Today, Black people are more likely than white people to seek out life insurance. However, white families have much larger policies – even when they earn the same income, according to the report.

That pattern of underinsurance is part of a contemporary system that historian Benjamin Wiggins, author of Calculating Race: Racial Discrimination in Risk Assessment, describes as “two-tiered.”

‘There was nothing left over’

The generational impacts of discriminatory life insurance continues to affect Black families today.

Arlene Blackston in Wyncote recalls the seeing her grandmother, Mary Ann Young, pay an insurance salesman faithfully for decades only to discover when Young died that the policy barely covered the cost of her burial. Another source was surprised to find her mother’s policy was one marketed to African Americans and barely paid for her final expenses after she died of COVID last year.

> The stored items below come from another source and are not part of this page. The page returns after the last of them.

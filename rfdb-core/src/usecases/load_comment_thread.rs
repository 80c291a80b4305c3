use std::collections::HashSet;

use super::{prelude::*, require_restaurant};
use crate::thread::{self, AnnotatedComment, ThreadConfig};

/// Loads all comments of a restaurant as a ranked thread.
///
/// Anonymous viewers (`viewer_id = None`) have not liked any comments.
pub fn load_comment_thread<R>(
    repo: &R,
    restaurant_id: Id,
    viewer_id: Option<Id>,
    config: &ThreadConfig,
) -> Result<Vec<AnnotatedComment>>
where
    R: CommentRepo + CommentLikeRepo + RestaurantRepo,
{
    require_restaurant(repo, restaurant_id)?;
    let comments = repo.load_comments_of_restaurant(restaurant_id)?;
    let viewer_liked = match viewer_id {
        Some(user_id) => repo.liked_comment_ids_of_user(user_id)?,
        None => HashSet::new(),
    };
    let all_likes = repo.all_comment_likes()?;
    log::debug!(
        "Assembling thread of {} comment(s) for restaurant {restaurant_id}",
        comments.len()
    );
    Ok(thread::assemble(
        comments,
        &viewer_liked,
        &all_likes,
        config,
    ))
}
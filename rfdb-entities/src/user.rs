use num_derive::{FromPrimitive, ToPrimitive};

use crate::id::*;

#[rustfmt::skip]
#[derive(Debug, Clone, PartialEq, Eq)]
pub struct User {
    pub id    : Id,
    pub name  : String,
    pub email : String,
    pub role  : Role,
}

#[rustfmt::skip]
#[derive(Debug, Clone, PartialEq, Eq)]
pub struct NewUser {
    pub name  : String,
    pub email : String,
    pub role  : Role,
}

impl NewUser {
    pub fn into_user(self, id: Id) -> User {
        let Self { name, email, role } = self;
        User {
            id,
            name,
            email,
            role,
        }
    }
}

impl User {
    pub fn is_admin(&self) -> bool {
        self.role == Role::Admin
    }
}

#[rustfmt::skip]
#[derive(Debug, Default, Clone, Copy, PartialEq, Eq, PartialOrd, Ord, FromPrimitive, ToPrimitive)]
pub enum Role {
    #[default]
    User  = 0,
    Admin = 1,
}

#[derive(Debug, thiserror::Error)]
#[error("Unknown role")]
pub struct RoleParseError;

impl std::str::FromStr for Role {
    type Err = RoleParseError;
    fn from_str(s: &str) -> Result<Self, Self::Err> {
        match s.trim().to_lowercase().as_str() {
            "user" => Ok(Role::User),
            "admin" => Ok(Role::Admin),
            _ => Err(RoleParseError),
        }
    }
}

#[cfg(test)]
mod tests {
    use super::*;
    use num_traits::FromPrimitive;

    #[test]
    fn role_from_primitive() {
        assert_eq!(Some(Role::User), Role::from_i16(0));
        assert_eq!(Some(Role::Admin), Role::from_i16(1));
        assert_eq!(None, Role::from_i16(2));
    }

    #[test]
    fn parse_role() {
        assert_eq!(Role::Admin, "Admin".parse().unwrap());
        assert_eq!(Role::User, " user ".parse().unwrap());
        assert!("scout".parse::<Role>().is_err());
    }
}
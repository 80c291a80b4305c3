use super::*;

/// Deletes a single comment on behalf of an admin.
///
/// Returns the deleted comment.
pub fn delete_comment(
    connections: &sqlite::Connections,
    account_id: Id,
    comment_id: Id,
) -> Result<Comment> {
    Ok(connections.exclusive()?.transaction(|conn| {
        usecases::delete_comment(conn, account_id, comment_id).map_err(|err| {
            warn!(
                "Account {} failed to delete comment {}: {}",
                account_id, comment_id, err
            );
            err
        })
    })?)
}
use rfdb_core::{repositories::Error as RepoError, usecases::Error as ParameterError};
use thiserror::Error;

pub use rfdb_core::repositories;

impl From<RepoError> for AppError {
    fn from(err: RepoError) -> AppError {
        AppError::Business(BError::Repo(err))
    }
}

impl From<ParameterError> for AppError {
    fn from(err: ParameterError) -> AppError {
        AppError::Business(err.into())
    }
}

#[derive(Debug, Error)]
pub enum AppError {
    #[error(transparent)]
    Business(#[from] BError),
    #[error(transparent)]
    Other(#[from] anyhow::Error),
}

#[derive(Debug, Error)]
pub enum BError {
    #[error(transparent)]
    Parameter(#[from] ParameterError),
    #[error(transparent)]
    Repo(#[from] repositories::Error),
}

impl AppError {
    /// The use case rejected its parameters.
    pub fn parameter_error(&self) -> Option<&ParameterError> {
        match self {
            Self::Business(BError::Parameter(err)) => Some(err),
            _ => None,
        }
    }
}
use super::*;

pub fn reply_to_comment(
    connections: &sqlite::Connections,
    params: usecases::ReplyToComment,
) -> Result<Comment> {
    Ok(connections.exclusive()?.transaction(|conn| {
        let parent_id = params.parent_id;
        usecases::reply_to_comment(conn, params).map_err(|err| {
            warn!("Failed to reply to comment {}: {}", parent_id, err);
            err
        })
    })?)
}
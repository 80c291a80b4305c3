pub mod db;
pub mod repositories;
pub mod thread;
pub mod usecases;

pub mod entities {
    pub use rfdb_entities::{comment::*, id::*, like::*, restaurant::*, time::*, user::*};
}
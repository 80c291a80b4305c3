// Low-level database access traits.
// Each repository is responsible for a single entity and
// its relationships. Related entities are only referenced
// by their id and never modified or loaded by another
// repository.

use crate::entities::*;
use std::collections::HashSet;
use thiserror::Error;

#[derive(Debug, Error)]
pub enum Error {
    #[error("The requested object could not be found")]
    NotFound,
    #[error("The object already exists")]
    AlreadyExists,
    #[error(transparent)]
    Other(#[from] anyhow::Error),
}

type Result<T> = std::result::Result<T, Error>;

pub trait CommentRepo {
    // Returns the id that has been assigned by the store
    fn create_comment(&self, comment: NewComment) -> Result<Id>;

    fn load_comment(&self, id: Id) -> Result<Comment>;
    fn load_comments_of_restaurant(&self, restaurant_id: Id) -> Result<Vec<Comment>>;

    // Deletes only the given comment together with its likes.
    // Replies are kept and become orphans.
    fn delete_comment(&self, id: Id) -> Result<()>;
}

pub trait CommentLikeRepo {
    fn create_comment_like(&self, like: CommentLike) -> Result<()>;
    fn delete_comment_like(&self, user_id: Id, comment_id: Id) -> Result<()>;

    fn try_get_comment_like(&self, user_id: Id, comment_id: Id) -> Result<Option<CommentLike>>;

    // All likes of all restaurants
    fn all_comment_likes(&self) -> Result<Vec<CommentLike>>;

    fn liked_comment_ids_of_user(&self, user_id: Id) -> Result<HashSet<Id>>;
}

pub trait UserRepo {
    fn create_user(&self, user: NewUser) -> Result<Id>;

    fn get_user(&self, id: Id) -> Result<User>;
    fn try_get_user(&self, id: Id) -> Result<Option<User>> {
        match self.get_user(id) {
            Ok(user) => Ok(Some(user)),
            Err(Error::NotFound) => Ok(None),
            Err(err) => Err(err),
        }
    }
}

pub trait RestaurantRepo {
    fn create_restaurant(&self, name: &str) -> Result<Id>;

    fn get_restaurant(&self, id: Id) -> Result<Restaurant>;
    fn try_get_restaurant(&self, id: Id) -> Result<Option<Restaurant>> {
        match self.get_restaurant(id) {
            Ok(restaurant) => Ok(Some(restaurant)),
            Err(Error::NotFound) => Ok(None),
            Err(err) => Err(err),
        }
    }
}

Tawana Ford Sabbath, of Walter E Sabbath Jr. Funeral Service, said many clients must pay for expenses they thought life insurance would handle.

Rodney Stevenson, a State Farm insurance agent, said he’s “one of the few” African Americans in the industry. In the North Philadelphia hair salon where he is a regular, he gets asked about all kinds of policies.

“Ask me anything,” he said. “I’m not trying to sell you. I’m just here to educate you.”